==== Provided records

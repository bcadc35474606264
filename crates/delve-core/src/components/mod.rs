//! Component definitions for the ECS simulation.
//!
//! Components are pure data structs attached to entities.
//! They have no behavior - that lives in systems.
//!
//! [`AiState`] and [`PathfindingState`] come from `delve-logic` and are
//! stored on entities as-is.

mod actor;
mod combat;
mod common;

pub use actor::*;
pub use combat::*;
pub use common::*;

pub use delve_logic::behavior::AiState;
pub use delve_logic::path_cache::PathfindingState;
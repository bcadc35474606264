use env_logger::{Builder, Env};
use log::LevelFilter;

/// Install the global logger. `RUST_LOG` wins over `verbose` when set.
pub fn init(verbose: bool) {
    let level = if verbose {
        LevelFilter::Debug
    } else {
        LevelFilter::Info
    };

    let env = Env::default().default_filter_or(level.to_string());
    let mut builder = Builder::from_env(env);
    builder.format_timestamp(None);

    // Only fails if a logger is already installed.
    let _ = builder.try_init();
}
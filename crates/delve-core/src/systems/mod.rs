//! Systems - logic that operates on components

mod ai;
mod pathing;
mod turns;

pub use ai::*;
pub use pathing::*;
pub use turns::*;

========

_Task description:_ Each record above must be restated in full, word for word.

_Answer area:_
repository bcadc35474606264
filename crates/delve-core/src/components/mod.rs
//! Component definitions for the ECS simulation.
//!
//! Components are pure data structs attached to entities.
//! They have no behavior - that lives in systems.
//!
//! [`AiState`] and [`PathfindingState`] come from `delve-logic` and are
//! stored on entities as-is.

mod actor;
mod combat;
mod common;

pub use actor::*;
pub use combat::*;
pub use common::*;

pub use delve_logic::behavior::AiState;
pub use delve_logic::path_cache::PathfindingState;
repository bcadc35474606264
use env_logger::{Builder, Env};
use log::LevelFilter;

/// Install the global logger. `RUST_LOG` wins over `verbose` when set.
pub fn init(verbose: bool) {
    let level = if verbose {
        LevelFilter::Debug
    } else {
        LevelFilter::Info
    };

    let env = Env::default().default_filter_or(level.to_string());
    let mut builder = Builder::from_env(env);
    builder.format_timestamp(None);

    // Only fails if a logger is already installed.
    let _ = builder.try_init();
}
filename crates/delve-core/src/systems/mod.rs
//! Systems - logic that operates on components

mod ai;
mod pathing;
mod turns;

pub use ai::*;
pub use pathing::*;
pub use turns::*;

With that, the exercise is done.